As an initial matter, Plaintiff's request for an injunction prohibiting the Defendants from retaliating against him does not adequately specify the relief requested. In essence, Plaintiff requests the Court to order Defendants to follow the law. This type of relief is impermissible. Elend v. Basham, 471 F.3d 1199, 1209 (11th Cir. 2006) (“It is well-established in this circuit that an injunction demanding that a party do nothing more specific than ‘obey the law' is impermissible.”).

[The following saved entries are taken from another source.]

//! Background aggregator
//!
//! For every darkspot date, computes per village the trimmed mean, the
//! trimmed standard deviation and the number of values in the trimmed
//! window, over the observed values of the village's matched darkspots.
//!
//! Dates are computed concurrently; a single writer receives the results
//! over a channel and writes `background_NN`, `nvalid_NN` and `bsd_NN`
//! chunk files into the village directory of the same date.

use crate::pipeline::context::{run_bounded, Progress, RunContext, StageLog};
use crate::pipeline::error::{PipelineError, PipelineResult};
use crate::storage::{
    discover_date_dirs, read_dense, write_chunks, ChunkLayout, DateKey, EntityKind, MatchGraph,
    Stage, StorageError, ValueKind,
};
use std::path::{Path, PathBuf};
use std::sync::Arc;
use tokio::sync::mpsc;

/// Trimmed statistics of one village on one date
#[derive(Debug, Clone, Copy, PartialEq)]
pub struct TrimmedStats {
    pub mean: f64,
    pub count: usize,
    pub sd: f64,
}

impl TrimmedStats {
    pub const EMPTY: TrimmedStats = TrimmedStats {
        mean: f64::NAN,
        count: 0,
        sd: f64::NAN,
    };
}

/// Index window `[lo, hi)` kept after trimming `n` sorted values.
///
/// The bottom `floor(n * lower)` and the top `floor(n * (1 - upper))`
/// values are discarded.
pub fn trim_window(n: usize, lower: f64, upper: f64) -> (usize, usize) {
    let lo = ((n as f64 * lower).floor() as usize).min(n);
    let cut = ((n as f64 * (1.0 - upper)).floor() as usize).min(n);
    let hi = (n - cut).max(lo);
    (lo, hi)
}

/// Trimmed mean and population standard deviation of the valid values.
///
/// `values` must hold no NaN; it is sorted in place.
pub fn trimmed_stats(values: &mut [f64], lower: f64, upper: f64) -> TrimmedStats {
    values.sort_unstable_by(f64::total_cmp);
    let (lo, hi) = trim_window(values.len(), lower, upper);
    let window = &values[lo..hi];
    if window.is_empty() {
        return TrimmedStats::EMPTY;
    }

    let n = window.len() as f64;
    let mean = window.iter().sum::<f64>() / n;
    let var = window.iter().map(|v| (v - mean) * (v - mean)).sum::<f64>() / n;
    TrimmedStats {
        mean,
        count: window.len(),
        sd: var.sqrt(),
    }
}

/// Background arrays of one date, indexed by village id
#[derive(Debug, Clone)]
pub struct DateBackground {
    pub date: DateKey,
    pub mean: Vec<f64>,
    pub nvalid: Vec<f64>,
    pub sd: Vec<f64>,
}

/// Compute the background of every village from one date's darkspot array
pub fn compute_background(
    date: DateKey,
    darkspots: &[f64],
    graph: &MatchGraph,
    lower: f64,
    upper: f64,
) -> PipelineResult<DateBackground> {
    let villages = graph.village_count();
    let mut out = DateBackground {
        date,
        mean: Vec::with_capacity(villages),
        nvalid: Vec::with_capacity(villages),
        sd: Vec::with_capacity(villages),
    };
    let mut scratch: Vec<f64> = Vec::with_capacity(graph.max_match());

    for matched in graph.iter() {
        scratch.clear();
        for &id in matched {
            let value = *darkspots.get(id as usize).ok_or(StorageError::IdOutOfRange {
                id: i64::from(id),
                count: darkspots.len(),
            })?;
            if !value.is_nan() {
                scratch.push(value);
            }
        }

        let stats = trimmed_stats(&mut scratch, lower, upper);
        out.mean.push(stats.mean);
        out.nvalid.push(stats.count as f64);
        out.sd.push(stats.sd);
    }

    Ok(out)
}

/// Counts reported by a background run
#[derive(Debug, Clone, Copy, Default, PartialEq, Eq)]
pub struct BackgroundSummary {
    pub dates_computed: usize,
    pub dates_written: usize,
    pub dates_skipped: usize,
}

/// Drain the result channel, writing each date into its village directory
fn write_results(
    mut rx: mpsc::Receiver<DateBackground>,
    village_base: &Path,
    layout: &ChunkLayout,
    log: &StageLog,
) -> BackgroundSummary {
    let mut summary = BackgroundSummary::default();
    while let Some(result) = rx.blocking_recv() {
        let dir = result.date.dir_in(village_base);
        if !dir.is_dir() {
            log.record(format!("{}: no village directory {:?}, skipped", result.date, dir));
            summary.dates_skipped += 1;
            continue;
        }

        let mut ok = true;
        for (kind, values) in [
            (ValueKind::Background, &result.mean),
            (ValueKind::NValid, &result.nvalid),
            (ValueKind::Bsd, &result.sd),
        ] {
            if let Err(e) = write_chunks(&dir, kind, layout, values) {
                log.record(format!("{}: writing {} failed: {}", result.date, kind, e));
                ok = false;
            }
        }
        if ok {
            summary.dates_written += 1;
        } else {
            summary.dates_skipped += 1;
        }
    }
    summary
}

pub async fn run_background(ctx: &RunContext) -> PipelineResult<BackgroundSummary> {
    let config = ctx.shared_config();
    let info = ctx.load_info()?;
    let graph = Arc::new(ctx.load_match_graph()?);
    if graph.village_count() != info.n_village {
        return Err(StorageError::Corruption(format!(
            "match graph has {} villages, info.json records {}",
            graph.village_count(),
            info.n_village
        ))
        .into());
    }

    let village_layout = ctx.layout(info.n_village);
    let darkspot_layout = ctx.layout(ctx.entity_count(EntityKind::Darkspot)?);
    let village_base: PathBuf = ctx.base_dir(EntityKind::Village);
    let dirs = discover_date_dirs(&ctx.base_dir(EntityKind::Darkspot), None)?;
    let log = ctx.stage_log(Stage::Background)?;

    tracing::info!(
        "Computing backgrounds for {} villages over {} dates (window {}..{})",
        info.n_village,
        dirs.len(),
        config.background.lower,
        config.background.upper
    );

    let (tx, rx) = mpsc::channel::<DateBackground>(config.workers.background);
    let writer = {
        let log = log.clone();
        tokio::task::spawn_blocking(move || write_results(rx, &village_base, &village_layout, &log))
    };

    let progress = Arc::new(Progress::new("background", dirs.len(), 10));
    let units = dirs.into_iter().map(|dir| {
        let tx = tx.clone();
        let graph = Arc::clone(&graph);
        let config = Arc::clone(&config);
        let log = log.clone();
        let progress = Arc::clone(&progress);
        move || -> PipelineResult<bool> {
            let darkspots = match read_dense(&dir.path, ValueKind::Observed, &darkspot_layout) {
                Ok(values) => values,
                Err(e) => {
                    log.record(format!("{}: darkspot data unavailable: {}", dir.date, e));
                    return Ok(false);
                }
            };

            let result = compute_background(
                dir.date,
                &darkspots,
                &graph,
                config.background.lower,
                config.background.upper,
            )?;
            tx.blocking_send(result)
                .map_err(|_| PipelineError::Worker("background writer stopped".to_string()))?;
            progress.tick();
            Ok(true)
        }
    });

    let computed = run_bounded(ctx.limits().background.clone(), units).await;
    drop(tx);
    let computed = computed?;

    let mut summary = writer.await?;
    summary.dates_computed = computed.iter().filter(|&&c| c).count();
    summary.dates_skipped += computed.len() - summary.dates_computed;
    log.flush()?;

    tracing::info!(
        "Background: {} dates written, {} skipped",
        summary.dates_written,
        summary.dates_skipped
    );
    Ok(summary)
}
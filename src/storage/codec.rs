//! Gzip codecs for the on-disk array formats
//!
//! Every persisted array is a gzip stream of fixed-width little-endian
//! values:
//!
//! ```text
//! float64 array:   [f64 LE][f64 LE][f64 LE]...
//! id/value pairs:  [i64 LE id][f64 LE value][i64 LE id][f64 LE value]...
//! ```
//!
//! Sparse id/value files are built by appending one gzip member per flush,
//! so all readers decode with `MultiGzDecoder`.

use crate::storage::error::{StorageError, StorageResult};
use flate2::read::MultiGzDecoder;
use flate2::write::GzEncoder;
use flate2::Compression;
use std::fs::{File, OpenOptions};
use std::io::{BufRead, BufReader, BufWriter, Read, Write};
use std::path::Path;

/// Width of one encoded float64 value
pub const F64_WIDTH: usize = 8;

/// Width of one encoded id/value record
pub const ID_VALUE_WIDTH: usize = 16;

/// One sparse observation: a dense entity id and its value for some date
#[derive(Debug, Clone, Copy, PartialEq)]
pub struct IdValue {
    pub id: i64,
    pub value: f64,
}

impl IdValue {
    pub fn new(id: i64, value: f64) -> Self {
        Self { id, value }
    }

    /// Encode as 16 bytes: id then value, both little-endian
    pub fn to_bytes(&self) -> [u8; ID_VALUE_WIDTH] {
        let mut buf = [0u8; ID_VALUE_WIDTH];
        buf[0..8].copy_from_slice(&self.id.to_le_bytes());
        buf[8..16].copy_from_slice(&self.value.to_le_bytes());
        buf
    }

    /// Decode from the 16-byte layout written by `to_bytes`
    pub fn from_bytes(buf: &[u8; ID_VALUE_WIDTH]) -> Self {
        let mut id = [0u8; 8];
        let mut value = [0u8; 8];
        id.copy_from_slice(&buf[0..8]);
        value.copy_from_slice(&buf[8..16]);
        Self {
            id: i64::from_le_bytes(id),
            value: f64::from_le_bytes(value),
        }
    }
}

/// Open a gzip file for reading (multi-member aware)
pub fn open_gz(path: impl AsRef<Path>) -> StorageResult<BufReader<MultiGzDecoder<File>>> {
    let path = path.as_ref();
    let file = File::open(path).map_err(|e| StorageError::file(path, e))?;
    Ok(BufReader::new(MultiGzDecoder::new(file)))
}

/// Create (or truncate) a gzip file for writing, creating parent directories
pub fn create_gz(path: impl AsRef<Path>) -> StorageResult<GzEncoder<BufWriter<File>>> {
    let path = path.as_ref();
    if let Some(parent) = path.parent() {
        std::fs::create_dir_all(parent)?;
    }
    let file = File::create(path).map_err(|e| StorageError::file(path, e))?;
    Ok(GzEncoder::new(BufWriter::new(file), Compression::default()))
}

/// Finish a gzip stream and flush the underlying file
pub fn finish_gz(encoder: GzEncoder<BufWriter<File>>) -> StorageResult<()> {
    let mut inner = encoder.finish()?;
    inner.flush()?;
    Ok(())
}

/// Fill `buf` as far as the reader allows; returns the number of bytes read
fn read_up_to<R: Read>(reader: &mut R, buf: &mut [u8]) -> std::io::Result<usize> {
    let mut filled = 0;
    while filled < buf.len() {
        match reader.read(&mut buf[filled..]) {
            Ok(0) => break,
            Ok(n) => filled += n,
            Err(e) if e.kind() == std::io::ErrorKind::Interrupted => continue,
            Err(e) => return Err(e),
        }
    }
    Ok(filled)
}

/// Streaming reader of little-endian float64 values
pub struct F64Reader<R: Read> {
    inner: R,
    position: usize,
}

impl<R: Read> F64Reader<R> {
    pub fn new(inner: R) -> Self {
        Self { inner, position: 0 }
    }

    /// Read the next value, `None` at a clean end of stream
    pub fn next_value(&mut self) -> StorageResult<Option<f64>> {
        let mut buf = [0u8; F64_WIDTH];
        match read_up_to(&mut self.inner, &mut buf)? {
            0 => Ok(None),
            F64_WIDTH => {
                self.position += 1;
                Ok(Some(f64::from_le_bytes(buf)))
            }
            n => Err(StorageError::Corruption(format!(
                "truncated float64 after {} values ({} trailing bytes)",
                self.position, n
            ))),
        }
    }

    /// Skip `count` values; returns how many were actually skipped
    pub fn skip(&mut self, count: usize) -> StorageResult<usize> {
        for skipped in 0..count {
            if self.next_value()?.is_none() {
                return Ok(skipped);
            }
        }
        Ok(count)
    }

    /// Number of values consumed so far
    pub fn position(&self) -> usize {
        self.position
    }
}

impl F64Reader<BufReader<MultiGzDecoder<File>>> {
    /// Open a gzip float64 array file for streaming
    pub fn open(path: impl AsRef<Path>) -> StorageResult<Self> {
        Ok(Self::new(open_gz(path)?))
    }
}

/// Write a float64 array as a gzip file
pub fn write_f64_array(path: impl AsRef<Path>, values: &[f64]) -> StorageResult<()> {
    let mut bytes = Vec::with_capacity(values.len() * F64_WIDTH);
    for v in values {
        bytes.extend_from_slice(&v.to_le_bytes());
    }

    let mut encoder = create_gz(path)?;
    encoder.write_all(&bytes)?;
    finish_gz(encoder)
}

/// Read a whole gzip float64 array file
pub fn read_f64_array(path: impl AsRef<Path>) -> StorageResult<Vec<f64>> {
    let path = path.as_ref();
    let mut reader = open_gz(path)?;
    let mut bytes = Vec::new();
    reader
        .read_to_end(&mut bytes)
        .map_err(|e| StorageError::file(path, e))?;

    if bytes.len() % F64_WIDTH != 0 {
        return Err(StorageError::Corruption(format!(
            "{:?}: {} bytes is not a whole number of float64 values",
            path,
            bytes.len()
        )));
    }

    Ok(bytes
        .chunks_exact(F64_WIDTH)
        .map(|c| {
            let mut b = [0u8; F64_WIDTH];
            b.copy_from_slice(c);
            f64::from_le_bytes(b)
        })
        .collect())
}

/// Read values `[start, end)` of a gzip float64 array file
///
/// Gzip has no random access, so the prefix is decoded and discarded.
pub fn read_f64_sub_array(path: impl AsRef<Path>, start: usize, end: usize) -> StorageResult<Vec<f64>> {
    let path = path.as_ref();
    if end < start {
        return Err(StorageError::Corruption(format!(
            "invalid sub-array range {}..{}",
            start, end
        )));
    }

    let mut reader = F64Reader::open(path)?;
    let skipped = reader.skip(start)?;
    if skipped < start {
        return Err(StorageError::LengthMismatch {
            expected: end,
            found: skipped,
        });
    }

    let mut values = Vec::with_capacity(end - start);
    while values.len() < end - start {
        match reader.next_value()? {
            Some(v) => values.push(v),
            None => {
                return Err(StorageError::LengthMismatch {
                    expected: end,
                    found: start + values.len(),
                })
            }
        }
    }
    Ok(values)
}

/// Append id/value records to a sparse file as one new gzip member
///
/// With `truncate` the file is replaced instead of extended.
pub fn append_id_values(path: impl AsRef<Path>, records: &[IdValue], truncate: bool) -> StorageResult<()> {
    let path = path.as_ref();
    if let Some(parent) = path.parent() {
        std::fs::create_dir_all(parent)?;
    }

    let file = if truncate {
        File::create(path)
    } else {
        OpenOptions::new().create(true).append(true).open(path)
    }
    .map_err(|e| StorageError::file(path, e))?;

    let mut bytes = Vec::with_capacity(records.len() * ID_VALUE_WIDTH);
    for record in records {
        bytes.extend_from_slice(&record.to_bytes());
    }

    let mut encoder = GzEncoder::new(BufWriter::new(file), Compression::default());
    encoder.write_all(&bytes)?;
    finish_gz(encoder)
}

/// Read every id/value record from a sparse file
pub fn read_id_values(path: impl AsRef<Path>) -> StorageResult<Vec<IdValue>> {
    let path = path.as_ref();
    let mut reader = open_gz(path)?;
    let mut records = Vec::new();
    let mut buf = [0u8; ID_VALUE_WIDTH];

    loop {
        match read_up_to(&mut reader, &mut buf).map_err(|e| StorageError::file(path, e))? {
            0 => break,
            ID_VALUE_WIDTH => records.push(IdValue::from_bytes(&buf)),
            n => {
                return Err(StorageError::Corruption(format!(
                    "{:?}: truncated id/value record after {} records ({} trailing bytes)",
                    path,
                    records.len(),
                    n
                )))
            }
        }
    }

    Ok(records)
}

/// Write text lines into a gzip file
pub fn write_lines<S: AsRef<str>>(path: impl AsRef<Path>, lines: &[S]) -> StorageResult<()> {
    let mut encoder = create_gz(path)?;
    for line in lines {
        encoder.write_all(line.as_ref().as_bytes())?;
        encoder.write_all(b"\n")?;
    }
    finish_gz(encoder)
}

/// Read all text lines from a gzip file
pub fn read_lines(path: impl AsRef<Path>) -> StorageResult<Vec<String>> {
    let path = path.as_ref();
    let reader = open_gz(path)?;
    let mut lines = Vec::new();
    for line in reader.lines() {
        let line = line.map_err(|e| StorageError::file(path, e))?;
        lines.push(line.trim_end_matches('\r').to_string());
    }
    Ok(lines)
}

Further, Plaintiff fails to demonstrate irreparable harm. An irreparable injury “must be neither remote or speculative, but actual and imminent.” Siegel v. LePore, 234 F.3d 1163, 1176 (11th Cir. 2000) (citations omitted). Plaintiff claims that Defendants' confiscation of “his legal documents and materials may have caused Plaintiff to miss this court deadline or made Plaintiff fail to make a timely filing to this court.” (Doc. 34-1, p. 3). Thus, Plaintiff argues the irreparable harm he suffers, and will continue to suffer, is his access to the courts. Plaintiff's filing of this motion directly refutes this argument. Accordingly, Plaintiff is not entitled to injunctive relief.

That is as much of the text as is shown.